Following sterile prep and draping, access ports that were pre-marked in the upright position are injected with local anesthetic. A small 20-gauge infusion cannula is used to infuse standard Klein’s solution into the treatment region at multiple levels. The recommended fluid ratio is 1:1, meaning that approximately 1 cc of lipoaspirate is planned for each cc of tumescent infused. Because helium plasma RF is impedance driven, too little fluid creates a high-resistance field, while too much fluid does not allow the tissues to heat optimally. Liposuction is performed prior to RF heating in cases where it is indicated. If no liposuction is performed, pre-tunneling with a 3 mm cannula is recommended in order to establish the proper planes prior to application of RF energy. It is strongly recommended that at least three communicating access ports be created, so that helium gas is allowed to escape. Postoperative crepitus can be reduced by aspirating from each access port following RF heating. Three to five passes are recommended in each treatment region if the area is moderately lipodystrophic. In patients with very thick fat layers, up to eight passes can be performed at multiple varying depths. It is possible to create a seroma if depths are not varied. If energy is applied only superficially, the lax adipose layer will not reattach to the underlying fascia, and an optimal correction will not be achieved. It is important not to scrape the underside of the skin in an effort to achieve skin contraction. This can cause linear depressions that are very difficult to correct. Recommendations to stay at least 5 mm under the base of the dermis will improve the possibility of a smooth skin surface postoperatively. When performing a secondary case, marking of any preoperative depressions in the standing position is ideal. Following any revisional liposuction of the protruding areas, any treatment with RF heating should remain at the Scarpa’s fascia or below in order to avoid creating more superficial fibrosis. After the use of RF heat, fat grafting should be performed with slight overcorrection in the depressed regions. Specific regional contouring descriptions are given below.
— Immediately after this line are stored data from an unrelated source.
impl Engine {
    pub fn new(config: Config, transport: Arc<dyn MailTransport>) -> Self {
        let settings = ProjectionSettings::from_config(&config);
        let columns = Columns::with_folders(config.visible_folders());
        let scheduler = RequestScheduler::new(config.system.max_concurrent_requests);

        Self {
            settings: Arc::new(settings),
            transport,
            scheduler: Arc::new(scheduler),
            undo: UndoQueue::new(),
            state: Arc::new(Mutex::new(EngineState {
                main: Mailbox::new(MailboxMode::Live, true),
                search: Mailbox::new(MailboxMode::Search, false),
                columns,
            })),
            live_locks: FolderLocks::new(),
            search_locks: FolderLocks::new(),
            config: Arc::new(config),
        }
    }

    pub fn config(&self) -> &Config {
        &self.config
    }

    pub fn scheduler(&self) -> &RequestScheduler {
        &self.scheduler
    }

    pub async fn subscribe(&self, folder: &str) -> watch::Receiver<ColumnSnapshot> {
        self.state.lock().await.columns.subscribe(folder)
    }

    pub async fn subscribe_status(&self, folder: &str) -> watch::Receiver<ColumnStatus> {
        self.state.lock().await.columns.subscribe_status(folder)
    }

    pub async fn snapshot(&self, folder: &str) -> Option<ColumnSnapshot> {
        self.state.lock().await.columns.snapshot(folder)
    }

    pub async fn is_searching(&self) -> bool {
        self.state.lock().await.active_mode() == MailboxMode::Search
    }

    /// Failures recorded so far, oldest first.
    pub fn errors(&self) -> Vec<RequestError> {
        self.scheduler.errors()
    }

    /// Re-project the active mailbox.
    pub async fn process_changes(&self, options: ProcessOptions) -> usize {
        let mut state = self.state.lock().await;
        let mode = state.active_mode();
        state.process(mode, &self.settings, options)
    }

    fn locks(&self, mode: MailboxMode) -> &FolderLocks {
        match mode {
            MailboxMode::Live => &self.live_locks,
            MailboxMode::Search => &self.search_locks,
        }
    }

    /// Load a folder the first time it is shown, sync it afterwards.
    pub async fn initialize_or_sync_folder(&self, folder: &str) -> SyncOutcome {
        let (mode, first_load) = {
            let mut state = self.state.lock().await;
            state.columns.ensure(folder);
            let mode = state.active_mode();
            let (mailbox, _) = state.parts(mode);
            (mode, mailbox.mark_initialized(folder))
        };

        if !first_load {
            return self.sync_folder(folder).await;
        }

        let outcome = self
            .fetch_folder(
                folder,
                FetchOptions {
                    reset: true,
                    batch_size: Some(self.config.initial_batch_size()),
                },
            )
            .await;

        if mode == MailboxMode::Search || outcome.is_skipped() {
            return outcome;
        }
        self.sync_folder(folder).await
    }

    /// Fetch (more of) a folder for every account, then project once.
    pub async fn fetch_folder(&self, folder: &str, options: FetchOptions) -> SyncOutcome {
        let (mode, search_value) = {
            let state = self.state.lock().await;
            let mode = state.active_mode();
            (mode, state.mailbox(mode).search_value().map(str::to_string))
        };

        // Each search term gets its own lock so a new search is never
        // blocked by the previous one
        let lock_key = match &search_value {
            Some(value) => format!("{}?{}", folder, value),
            None => folder.to_string(),
        };
        let Some(_lock) = self.locks(mode).try_lock(&lock_key) else {
            tracing::debug!("Fetch of {} already in progress, skipping", folder);
            return SyncOutcome::Skipped;
        };

        let loading = {
            let mut state = self.state.lock().await;
            IndicatorGuard::start(&self.state, &mut state.columns, folder, Indicator::Loading)
        };

        let accounts = self.config.account_keys();
        let query = FolderQuery {
            reset: options.reset,
            batch_size: options.batch_size,
            unread_uids: Vec::new(),
            query: search_value.clone(),
        };
        let results = join_all(accounts.iter().map(|account| {
            self.scheduler.run_tracked(
                RequestCategory::Fetch,
                format!("Get emails in {}/{}", account, folder),
                self.transport.fetch_folder(account, folder, &query),
            )
        }))
        .await;

        let mut state = self.state.lock().await;
        let (mailbox, columns) = state.parts(mode);
        let mut failed_accounts = Vec::new();
        let mut changed = false;

        if mailbox.search_value() != search_value.as_deref() {
            tracing::debug!("Dropping results of stale search in {}", folder);
        } else {
            for (account, result) in accounts.iter().zip(results) {
                match result {
                    Ok(fetched) => {
                        mailbox.set_meta(account, folder, fetched.meta);
                        changed |= !fetched.emails.is_empty();
                        mailbox.store.add_messages(account, folder, fetched.emails);
                    }
                    Err(e) => {
                        self.scheduler.record_error(
                            RequestError::new(format!("Get emails in {}/{}", account, folder), e)
                                .with_location(account, folder),
                        );
                        failed_accounts.push(account.clone());
                    }
                }
            }
            mailbox.process_email_changes(columns, &self.settings, ProcessOptions::default());
        }

        loading.finish(columns);
        SyncOutcome::Completed {
            failed_accounts,
            changed,
        }
    }

    /// Apply what changed on the server since the last fetch/sync. In search
    /// mode this is a fetch of the search results.
    pub async fn sync_folder(&self, folder: &str) -> SyncOutcome {
        if self.is_searching().await {
            return self.fetch_folder(folder, FetchOptions::default()).await;
        }

        let Some(_lock) = self.live_locks.try_lock(folder) else {
            tracing::debug!("Sync of {} already in progress, skipping", folder);
            return SyncOutcome::Skipped;
        };

        let (queries, syncing) = {
            let mut state = self.state.lock().await;
            let syncing =
                IndicatorGuard::start(&self.state, &mut state.columns, folder, Indicator::Syncing);
            let queries: Vec<(String, FolderQuery)> = self
                .config
                .account_keys()
                .into_iter()
                .map(|account| {
                    let query = FolderQuery {
                        unread_uids: state.main.store.unread_uids(&account, folder),
                        ..Default::default()
                    };
                    (account, query)
                })
                .collect();
            (queries, syncing)
        };

        let results = join_all(queries.iter().map(|(account, query)| {
            self.scheduler.run_tracked(
                RequestCategory::Fetch,
                format!("Sync emails in {}/{}", account, folder),
                self.transport.sync_folder(account, folder, query),
            )
        }))
        .await;

        let mut state = self.state.lock().await;
        let (mailbox, columns) = state.parts(MailboxMode::Live);
        let mut failed_accounts = Vec::new();
        let mut changed = false;

        for ((account, _), result) in queries.iter().zip(results) {
            let sync = match result {
                Ok(sync) => sync,
                Err(e) => {
                    self.scheduler.record_error(
                        RequestError::new(format!("Sync emails in {}/{}", account, folder), e)
                            .with_location(account, folder),
                    );
                    failed_accounts.push(account.clone());
                    continue;
                }
            };

            mailbox.set_meta(account, folder, sync.meta);
            columns.set_account_meta(folder, account, sync.meta);

            if !sync.read_uids.is_empty() {
                mailbox
                    .store
                    .set_flags_for_uids(account, folder, &sync.read_uids, SEEN, true);
                changed = true;
            }
            if !sync.deleted_uids.is_empty() {
                mailbox.store.delete_messages(account, folder, &sync.deleted_uids);
                changed = true;
            }
            if !sync.new_emails.is_empty() {
                mailbox.store.add_messages(account, folder, sync.new_emails);
                changed = true;
            }
        }

        if changed {
            mailbox.process_email_changes(columns, &self.settings, ProcessOptions::default());
        }

        syncing.finish(columns);
        SyncOutcome::Completed {
            failed_accounts,
            changed,
        }
    }

    /// Switch to the (empty) search mailbox.
    pub async fn start_search(&self) {
        let mut state = self.state.lock().await;
        if state.active_mode() == MailboxMode::Search {
            return;
        }
        tracing::debug!("Starting search");
        state.search.reset();
        state.search.set_search_value(None);
        state.activate(MailboxMode::Search);
        state.process(MailboxMode::Search, &self.settings, ProcessOptions::forced());
    }

    /// Run a search over every column, then the inbox and archive. A value
    /// equal to the current one is ignored. Returns the outcome per folder.
    pub async fn search(&self, value: &str) -> Vec<(String, SyncOutcome)> {
        {
            let mut state = self.state.lock().await;
            if state.active_mode() != MailboxMode::Search {
                state.activate(MailboxMode::Search);
            } else if state.search.search_value() == Some(value) {
                tracing::debug!("Search value unchanged, not searching again");
                return Vec::new();
            }

            tracing::info!("Searching for {:?}", value);
            state.search.reset();
            state.search.set_search_value(Some(value.to_string()));
            state.process(MailboxMode::Search, &self.settings, ProcessOptions::forced());
        }

        // A new term starts from the newest results
        let options = FetchOptions {
            reset: true,
            batch_size: None,
        };
        let mut outcomes = Vec::new();
        for folders in self.search_phases() {
            let results = join_all(
                folders
                    .iter()
                    .map(|folder| self.fetch_folder(folder, options)),
            )
            .await;
            outcomes.extend(folders.into_iter().zip(results));
        }
        outcomes
    }

    /// The configured columns, then the inbox and archive unless they are
    /// columns already.
    fn search_phases(&self) -> [Vec<String>; 2] {
        let columns: Vec<String> = self.config.columns.iter().cloned().collect();
        let trailing = SEARCH_TRAILING_FOLDERS
            .iter()
            .filter(|folder| !columns.iter().any(|f| f == *folder))
            .map(|folder| folder.to_string())
            .collect();
        [columns, trailing]
    }

    /// Drop the search results and go back to the live mailbox.
    pub async fn stop_search(&self) {
        let mut state = self.state.lock().await;
        if state.active_mode() == MailboxMode::Live {
            return;
        }
        tracing::debug!("Stopping search");
        state.activate(MailboxMode::Live);
        state.search.reset();
        state.search.set_search_value(None);
        state.process(MailboxMode::Live, &self.settings, ProcessOptions::forced());
    }
}
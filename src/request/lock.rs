//! One sync/fetch cycle per folder at a time.

use std::collections::HashSet;
use std::sync::{Arc, Mutex};

#[derive(Debug, Clone, Default)]
pub struct FolderLocks {
    locked: Arc<Mutex<HashSet<String>>>,
}

impl FolderLocks {
    pub fn new() -> Self {
        Self::default()
    }

    /// Take the lock for `folder`, or `None` if a cycle already holds it.
    /// The lock is released when the guard drops, also on error paths.
    pub fn try_lock(&self, folder: &str) -> Option<FolderLockGuard> {
        let mut locked = self.locked.lock().unwrap_or_else(|e| e.into_inner());
        if !locked.insert(folder.to_string()) {
            return None;
        }
        Some(FolderLockGuard {
            locks: self.clone(),
            folder: folder.to_string(),
        })
    }

    pub fn is_locked(&self, folder: &str) -> bool {
        self.locked
            .lock()
            .unwrap_or_else(|e| e.into_inner())
            .contains(folder)
    }
}

#[derive(Debug)]
pub struct FolderLockGuard {
    locks: FolderLocks,
    folder: String,
}

impl FolderLockGuard {
    pub fn folder(&self) -> &str {
        &self.folder
    }
}

impl Drop for FolderLockGuard {
    fn drop(&mut self) {
        self.locks
            .locked
            .lock()
            .unwrap_or_else(|e| e.into_inner())
            .remove(&self.folder);
    }
}
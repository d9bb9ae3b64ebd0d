//! A mailbox: the canonical store plus what is needed to project it into
//! columns. The engine keeps two, one for the live view and one for search
//! results, and only the active one projects.

pub mod projection;
pub mod store;

use std::collections::{BTreeMap, HashMap, HashSet};
use std::time::Instant;

pub use projection::{ProjectionSettings, Thread, build_folder_threads, trash_view};
pub use store::MailboxStore;

use crate::columns::Columns;
use crate::config::Config;
use crate::constants::TRASH;
use crate::mail::types::FolderMeta;

#[derive(Debug, Clone, Copy, PartialEq, Eq)]
pub enum MailboxMode {
    Live,
    Search,
}

impl MailboxMode {
    pub fn name(&self) -> &'static str {
        match self {
            Self::Live => "live",
            Self::Search => "search",
        }
    }
}

#[derive(Debug, Clone, Copy, Default)]
pub struct ProcessOptions {
    /// Publish every column even when its threads did not change
    pub force: bool,
}

impl ProcessOptions {
    pub fn forced() -> Self {
        Self { force: true }
    }
}

#[derive(Debug)]
pub struct Mailbox {
    mode: MailboxMode,
    active: bool,
    pub store: MailboxStore,
    /// folder -> account -> meta
    meta: HashMap<String, BTreeMap<String, FolderMeta>>,
    initialized_folders: HashSet<String>,
    search_value: Option<String>,
}

impl Mailbox {
    pub fn new(mode: MailboxMode, active: bool) -> Self {
        Self {
            mode,
            active,
            store: MailboxStore::new(),
            meta: HashMap::new(),
            initialized_folders: HashSet::new(),
            search_value: None,
        }
    }

    pub fn mode(&self) -> MailboxMode {
        self.mode
    }

    pub fn is_active(&self) -> bool {
        self.active
    }

    pub fn set_active(&mut self, active: bool) {
        self.active = active;
    }

    /// Forget every message and folder state. The active flag is kept.
    pub fn reset(&mut self) {
        self.store.reset();
        self.meta.clear();
        self.initialized_folders.clear();
    }

    pub fn search_value(&self) -> Option<&str> {
        self.search_value.as_deref()
    }

    pub fn set_search_value(&mut self, value: Option<String>) {
        self.search_value = value;
    }

    pub fn set_meta(&mut self, account: &str, folder: &str, meta: FolderMeta) {
        self.meta
            .entry(folder.to_string())
            .or_default()
            .insert(account.to_string(), meta);
    }

    pub fn meta(&self, folder: &str) -> Option<&BTreeMap<String, FolderMeta>> {
        self.meta.get(folder)
    }

    pub fn is_initialized(&self, folder: &str) -> bool {
        self.initialized_folders.contains(folder)
    }

    /// Record the first load of a folder. Returns false if it was already
    /// loaded.
    pub fn mark_initialized(&mut self, folder: &str) -> bool {
        self.initialized_folders.insert(folder.to_string())
    }

    /// Re-thread every message and push the result to each column. Does
    /// nothing while the mailbox is inactive. Returns the number of columns
    /// whose subscribers were notified.
    pub fn process_email_changes(
        &self,
        columns: &mut Columns,
        settings: &ProjectionSettings,
        options: ProcessOptions,
    ) -> usize {
        if !self.active {
            return 0;
        }

        let messages: Vec<_> = self.store.messages().collect();
        tracing::debug!(
            "(re)Processing {} {} emails...",
            messages.len(),
            self.mode.name()
        );
        let started = Instant::now();

        let mut folder_threads = match build_folder_threads(&messages, settings) {
            Ok(folder_threads) => folder_threads,
            Err(e) => {
                tracing::error!("Threading failed, keeping previous columns: {}", e);
                return 0;
            }
        };

        let mut updated = 0;
        for folder in columns.folder_names() {
            let mut threads = folder_threads.remove(&folder).unwrap_or_default();
            if folder == TRASH {
                threads = trash_view(threads);
            }

            let force = options.force || Config::is_always_visible(&folder);
            if columns.set_threads(&folder, threads, force) {
                updated += 1;
            }

            if let Some(meta) = self.meta.get(&folder) {
                for (account, meta) in meta {
                    columns.set_account_meta(&folder, account, *meta);
                }
            }
        }

        tracing::debug!(
            "Processed {} emails into {} columns in {:?}",
            messages.len(),
            updated,
            started.elapsed()
        );
        updated
    }
}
Nanofat was processed following the harvest of fat using traditional liposuction techniques with negative pressure of only 10 mm Hg. In order to reduce extravasated free fatty acid contents, filtration rather than centrifugation was used for initial fat processing. Macrofat (particles measuring >3 mm) was then processed in the Nanocube in order to produce millifat, microfat, and nanofat (Figure 2). Macrofat was injected in regions needing more structure, such as the bra roll depression, chin, and the prejowl sulcus. Millifat was injected in the infraorbital hollows in order to avoid lumpiness. Microfat can be injected with a 25-gauge needle and is used for supporting the deep dermis or for mixing with biostimulatory agents such as hydroxyapatite.

Figure 2.

(a) Macrofat: Best for structural repair and contains stroma and fat >2 mm particle size. (b) Millifat: Obtained with first pass through Nanocube. 2 mm particle size. (c) Microfat: Obtained with second pass through Nanocube. Able to inject into the dermis. (d) Nanofat: This solution has progenitor cells but no adipose and can inject intradermally with a 30-gauge needle.

Nanofat can be combined with all types of particulate fat and also can be injected by itself with a 30-gauge needle. The stimulation of dermal fibroblasts is the primary purpose with superficial nanofat injection.


4. Results

The combination of using helium-driven plasma in the subcutaneous space for contouring has been enhanced with the development of a new handpiece. Ease of use, especially in areas with thin skin, striae, and small surface areas, has made the operative procedure more straightforward. Due to the slightly flexible nature of the cannula, directional shaping in regions such as the jawline, neck, lateral breast and axilla, upper arm, and knees has become possible.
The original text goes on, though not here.